Introduction

Bone marrow (BM) regeneration after chemotherapy involves participation of hierarchical arrays of hematopoietic cells as well as bone marrow stromal cells, including fat cells, fibroblasts, endothelial cells, osteoblasts, osteoclasts and their precursors developed possibly from mesenchymal stem cells. Hematopoiesis is regulated by a complex network of cytokines, growth factors, and chemokines. Recent studies demonstrate that the development-related Notch and Wnt signaling pathways also play key roles in hematopoiesis. Recent progress in autocrine/paracrine mechanisms regulating BM hematopoiesis and stromapoiesis (making of the stromal cells) and their interplays in the context of BM regeneration are reviewed.

Cellular compostion of BM

Bone marrow is a soft, spongy material containing blood, fat, connective tissue, blood vessels and small segments of bone.
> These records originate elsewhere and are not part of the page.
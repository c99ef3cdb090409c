//! In-process store, used when no database is configured and in tests.

use async_trait::async_trait;
use std::collections::BTreeMap;
use tokio::sync::RwLock;

use super::{CatalogRepository, Page, ProductFilter, RepositoryError};
use crate::domain::aggregates::{Category, Product};
use crate::domain::value_objects::{CategoryName, Sku};

#[derive(Debug, Default)]
struct State {
    products: BTreeMap<Sku, Product>,
    categories: BTreeMap<CategoryName, Category>,
}

#[derive(Debug, Default)]
pub struct MemoryStore {
    state: RwLock<State>,
}

impl MemoryStore {
    pub fn new() -> Self {
        Self::default()
    }
}

fn stored(product: &Product) -> Product {
    let mut product = product.clone();
    product.events.clear();
    product
}

#[async_trait]
impl CatalogRepository for MemoryStore {
    async fn product_codes(&self) -> Result<Vec<String>, RepositoryError> {
        Ok(self.state.read().await.products.keys().map(|sku| sku.as_str().to_string()).collect())
    }

    async fn insert_product(&self, product: &Product) -> Result<(), RepositoryError> {
        let mut state = self.state.write().await;
        if state.products.contains_key(product.sku()) {
            return Err(RepositoryError::Conflict(format!("product {}", product.sku())));
        }
        state.products.insert(product.sku().clone(), stored(product));
        Ok(())
    }

    async fn update_product(&self, product: &Product) -> Result<bool, RepositoryError> {
        let mut state = self.state.write().await;
        match state.products.get_mut(product.sku()) {
            Some(existing) => { *existing = stored(product); Ok(true) }
            None => Ok(false),
        }
    }

    async fn get_product(&self, sku: &Sku) -> Result<Option<Product>, RepositoryError> {
        Ok(self.state.read().await.products.get(sku).cloned())
    }

    async fn list_products(&self, filter: &ProductFilter) -> Result<Page<Product>, RepositoryError> {
        let state = self.state.read().await;
        let matching: Vec<&Product> = state.products.values().filter(|p| filter.matches(p)).collect();
        let offset = usize::try_from(filter.offset()).unwrap_or(usize::MAX);
        let data = matching.iter().skip(offset).take(filter.per_page as usize).map(|p| (*p).clone()).collect();
        Ok(Page { data, total: matching.len() as u64, page: filter.page })
    }

    async fn delete_product(&self, sku: &Sku) -> Result<bool, RepositoryError> {
        Ok(self.state.write().await.products.remove(sku).is_some())
    }

    async fn categories(&self) -> Result<Vec<Category>, RepositoryError> {
        Ok(self.state.read().await.categories.values().cloned().collect())
    }

    async fn get_category(&self, name: &CategoryName) -> Result<Option<Category>, RepositoryError> {
        Ok(self.state.read().await.categories.get(name).cloned())
    }

    async fn insert_category(&self, category: &Category) -> Result<(), RepositoryError> {
        let mut state = self.state.write().await;
        if state.categories.contains_key(category.name()) {
            return Err(RepositoryError::Conflict(format!("category {:?}", category.name().as_str())));
        }
        let restored = Category::restore(category.name().clone(), category.prefix().clone(), category.created_at());
        state.categories.insert(category.name().clone(), restored);
        Ok(())
    }
}

#[cfg(test)]
mod tests {
    use super::*;
    use crate::domain::aggregates::ProductStatus;
    use crate::domain::value_objects::{CodePrefix, Money};

    fn product(code: &str, category: &str) -> Product {
        Product::create(Sku::new(code).unwrap(), "Item", Money::default(), CategoryName::new(category).unwrap()).unwrap()
    }

    #[tokio::test]
    async fn duplicate_code_is_a_conflict() {
        let store = MemoryStore::new();
        store.insert_product(&product("AC001", "Accesorios")).await.unwrap();
        let err = store.insert_product(&product("AC001", "Accesorios")).await.unwrap_err();
        assert!(matches!(err, RepositoryError::Conflict(_)));
        assert_eq!(store.product_codes().await.unwrap(), ["AC001"]);
    }

    #[tokio::test]
    async fn stored_products_carry_no_events() {
        let store = MemoryStore::new();
        store.insert_product(&product("AC001", "Accesorios")).await.unwrap();
        let mut fetched = store.get_product(&Sku::new("AC001").unwrap()).await.unwrap().unwrap();
        assert!(fetched.take_events().is_empty());
    }

    #[tokio::test]
    async fn list_filters_and_pages() {
        let store = MemoryStore::new();
        for code in ["AC001", "AC002", "AC003"] {
            store.insert_product(&product(code, "Accesorios")).await.unwrap();
        }
        store.insert_product(&product("PE001", "Peluches")).await.unwrap();

        let filter = ProductFilter { category: Some(CategoryName::new("Accesorios").unwrap()), per_page: 2, page: 2, ..Default::default() };
        let page = store.list_products(&filter).await.unwrap();
        assert_eq!(page.total, 3);
        assert_eq!(page.data.len(), 1);
        assert_eq!(page.data[0].sku().as_str(), "AC003");

        let drafts = ProductFilter { status: Some(ProductStatus::Active), ..Default::default() };
        assert_eq!(store.list_products(&drafts).await.unwrap().total, 0);
    }

    #[tokio::test]
    async fn categories_are_unique_by_name() {
        let store = MemoryStore::new();
        let velas = Category::register(CategoryName::new("Velas").unwrap(), CodePrefix::new("VE").unwrap());
        store.insert_category(&velas).await.unwrap();
        assert!(matches!(store.insert_category(&velas).await, Err(RepositoryError::Conflict(_))));
        assert_eq!(store.categories().await.unwrap().len(), 1);
    }
}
The connective tissue forms a delicate meshwork within the marrow cavity of bones, and it is permeated by numerous thin-walled blood vessels. Within the spaces of this tissue, the immature and adult stages of blood cells exist. The small segments of bone are termed trabecular bone; a meshwork of delicate bony plates and strands within which the hematopoietic tissue and its stromal cells are suspended. The trabecular surfaces are covered by a layer of endosteal cells, osteoblasts, and osteoclasts. The spaces with varying size and shape that lie between adjacent trabeculae comprise the basic structural units of hematopoiesis. A sinusoidal network arborizes throughout the intertrabecular spaces. The trabeculae, arterioles and venules form the structural framework of BM, around which hematopoiesis develops in the intersinusoidal spaces 1.
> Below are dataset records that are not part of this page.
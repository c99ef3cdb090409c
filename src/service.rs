//! Catalog service: the only caller of the code allocator.

use rust_decimal::Decimal;
use serde::Deserialize;
use std::sync::Arc;

use crate::domain::aggregates::{Category, Product, ProductStatus};
use crate::domain::codes::{Allocation, AllocationStatsSnapshot, CodeAllocator, KnownPrefixes};
use crate::domain::events::{DomainEvent, ProductEvent};
use crate::domain::value_objects::{CategoryName, Money, Sku};
use crate::events::EventPublisher;
use crate::repository::{CatalogRepository, Page, ProductFilter, RepositoryError};
use crate::{Result, StoreError};

/// Times a create re-reads the registry and allocates again after losing a
/// write race.
pub const MAX_CREATE_ATTEMPTS: u32 = 3;

#[derive(Debug, Clone, Deserialize)]
pub struct NewProduct {
    /// Explicit code; allocated from the category when absent.
    pub sku: Option<String>,
    pub name: String,
    #[serde(default)]
    pub description: String,
    pub price: Decimal,
    pub currency: Option<String>,
    #[serde(default)]
    pub stock: u32,
    pub category: String,
    #[serde(default)]
    pub status: ProductStatus,
}

#[derive(Debug, Clone, Default, Deserialize)]
pub struct ProductUpdate {
    pub name: Option<String>,
    pub description: Option<String>,
    pub price: Option<Decimal>,
    pub stock: Option<u32>,
    pub status: Option<ProductStatus>,
}

pub struct CatalogService {
    repo: Arc<dyn CatalogRepository>,
    allocator: CodeAllocator,
    publisher: EventPublisher,
}

impl CatalogService {
    pub fn new(repo: Arc<dyn CatalogRepository>, allocator: CodeAllocator, publisher: EventPublisher) -> Self {
        Self { repo, allocator, publisher }
    }

    pub fn allocator_stats(&self) -> AllocationStatsSnapshot { self.allocator.stats().snapshot() }

    /// Configured table plus every stored category's prefix.
    async fn known_prefixes(&self) -> Result<KnownPrefixes> {
        let stored = self.repo.categories().await?;
        Ok(self.allocator.known().merged(stored.into_iter().map(|c| (c.name().to_string(), c.prefix().clone()))))
    }

    pub async fn categories(&self) -> Result<Vec<Category>> { Ok(self.repo.categories().await?) }

    pub async fn get_category(&self, name: &str) -> Result<Category> {
        let name = CategoryName::new(name)?;
        self.repo.get_category(&name).await?.ok_or_else(|| StoreError::CategoryNotFound(name.to_string()))
    }

    pub async fn register_category(&self, name: &str) -> Result<Category> {
        let name = CategoryName::new(name)?;
        if self.repo.get_category(&name).await?.is_some() {
            return Err(StoreError::CategoryExists(name.to_string()));
        }
        let codes = self.repo.product_codes().await?;
        let known = self.known_prefixes().await?;
        let resolved = self.allocator.resolve_prefix(name.as_str(), &codes, &known);
        let mut category = Category::register(name, resolved.prefix.clone());
        match self.repo.insert_category(&category).await {
            Ok(()) => {}
            Err(RepositoryError::Conflict(_)) => return Err(StoreError::CategoryExists(category.name().to_string())),
            Err(e) => return Err(e.into()),
        }
        self.allocator.record_prefix(category.name().as_str(), &resolved);
        tracing::info!(category = %category.name(), prefix = %category.prefix(), source = ?resolved.source, "registered category");
        self.publisher.publish(category.take_events()).await;
        Ok(category)
    }

    async fn ensure_category(&self, name: &CategoryName) -> Result<Category> {
        if let Some(existing) = self.repo.get_category(name).await? {
            return Ok(existing);
        }
        match self.register_category(name.as_str()).await {
            Err(StoreError::CategoryExists(_)) => self.get_category(name.as_str()).await,
            other => other,
        }
    }

    /// The code the next product in `category` would get right now. Nothing
    /// is written or counted.
    pub async fn preview_code(&self, category: &str) -> Result<Allocation> {
        let category = CategoryName::new(category)?;
        let codes = self.repo.product_codes().await?;
        let known = self.known_prefixes().await?;
        Ok(self.allocator.propose(category.as_str(), &codes, &known))
    }

    /// Creates a product, allocating its code unless one is given. Input is
    /// checked before the category is registered so a rejected create
    /// leaves nothing behind.
    pub async fn create_product(&self, new: NewProduct) -> Result<Product> {
        let category = CategoryName::new(new.category.as_str())?;
        Product::check(&new.name, &price(&new))?;
        let explicit = new.sku.as_deref().map(Sku::new).transpose()?;
        if let Some(sku) = &explicit {
            if self.repo.get_product(sku).await?.is_some() {
                return Err(StoreError::SkuTaken(sku.to_string()));
            }
        }
        self.ensure_category(&category).await?;

        if let Some(sku) = explicit {
            let product = build(sku, &new, category)?;
            return match self.repo.insert_product(&product).await {
                Ok(()) => Ok(self.created(product).await),
                Err(RepositoryError::Conflict(_)) => Err(StoreError::SkuTaken(product.sku().to_string())),
                Err(e) => Err(e.into()),
            };
        }

        for attempt in 1..=MAX_CREATE_ATTEMPTS {
            let codes = self.repo.product_codes().await?;
            let known = self.known_prefixes().await?;
            let allocation = self.allocator.propose(category.as_str(), &codes, &known);
            let product = build(Sku::new(allocation.code.as_str())?, &new, category.clone())?;
            match self.repo.insert_product(&product).await {
                Ok(()) => {
                    self.allocator.record(category.as_str(), &allocation);
                    return Ok(self.created(product).await);
                }
                Err(RepositoryError::Conflict(_)) => {
                    tracing::warn!(sku = %product.sku(), attempt, "product code taken by a concurrent write; allocating again");
                }
                Err(e) => return Err(e.into()),
            }
        }
        Err(StoreError::CodeConflict { attempts: MAX_CREATE_ATTEMPTS })
    }

    async fn created(&self, mut product: Product) -> Product {
        tracing::info!(sku = %product.sku(), category = %product.category(), "created product");
        self.publisher.publish(product.take_events()).await;
        product
    }

    pub async fn get_product(&self, sku: &str) -> Result<Product> {
        let sku = Sku::new(sku)?;
        self.repo.get_product(&sku).await?.ok_or_else(|| StoreError::ProductNotFound(sku.to_string()))
    }

    pub async fn list_products(&self, filter: ProductFilter) -> Result<Page<Product>> {
        Ok(self.repo.list_products(&filter.normalized()).await?)
    }

    pub async fn update_product(&self, sku: &str, update: ProductUpdate) -> Result<Product> {
        let mut product = self.get_product(sku).await?;
        if let Some(name) = update.name { product.rename(name)?; }
        if let Some(description) = update.description { product.describe(description); }
        if let Some(amount) = update.price {
            let currency = product.price().currency().to_string();
            product.update_price(Money::new(amount, &currency))?;
        }
        if let Some(stock) = update.stock { product.set_stock(stock)?; }
        if let Some(status) = update.status { product.set_status(status)?; }

        if !self.repo.update_product(&product).await? {
            return Err(StoreError::ProductNotFound(product.sku().to_string()));
        }
        self.publisher.publish(product.take_events()).await;
        Ok(product)
    }

    pub async fn delete_product(&self, sku: &str) -> Result<()> {
        let sku = Sku::new(sku)?;
        if !self.repo.delete_product(&sku).await? {
            return Err(StoreError::ProductNotFound(sku.to_string()));
        }
        tracing::info!(%sku, "deleted product");
        self.publisher.publish(vec![DomainEvent::Product(ProductEvent::Deleted { sku })]).await;
        Ok(())
    }

    /// Loads `fixtures` when the catalog holds no products yet. Returns how
    /// many products were created.
    pub async fn seed(&self, fixtures: Vec<NewProduct>) -> Result<usize> {
        if !self.repo.product_codes().await?.is_empty() {
            tracing::debug!("catalog not empty; skipping seed");
            return Ok(0);
        }
        let count = fixtures.len();
        for fixture in fixtures {
            self.create_product(fixture).await?;
        }
        tracing::info!(count, "seeded catalog");
        Ok(count)
    }
}

fn price(new: &NewProduct) -> Money {
    Money::new(new.price, new.currency.as_deref().unwrap_or(Money::DEFAULT_CURRENCY))
}

fn build(sku: Sku, new: &NewProduct, category: CategoryName) -> Result<Product> {
    let mut product = Product::create(sku, new.name.as_str(), price(new), category)?;
    if !new.description.is_empty() { product.describe(new.description.as_str()); }
    if new.stock > 0 { product.add_stock(new.stock); }
    product.set_status(new.status)?;
    Ok(product)
}
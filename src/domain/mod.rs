//! Catalog domain: value objects, aggregates, events and code allocation.
pub mod aggregates;
pub mod codes;
pub mod events;
pub mod value_objects;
Hematopoietic cells in BM can be recognized histologically as granulopoietic cells, monopoietic cells, erythropoietic cells, megakaryopoietic cells, and other cells including lymphocytes, plasma cells and mast cells. Bone marrow stromal cells consist of a heterogeneous mixture of adipocytes, fibroblasts, endothelial cells, osteoblasts, osteoclasts, and macrophage-like cells, together with a complex extracellular matrix including fibronectin, haemonectin, and proteoglycans 1.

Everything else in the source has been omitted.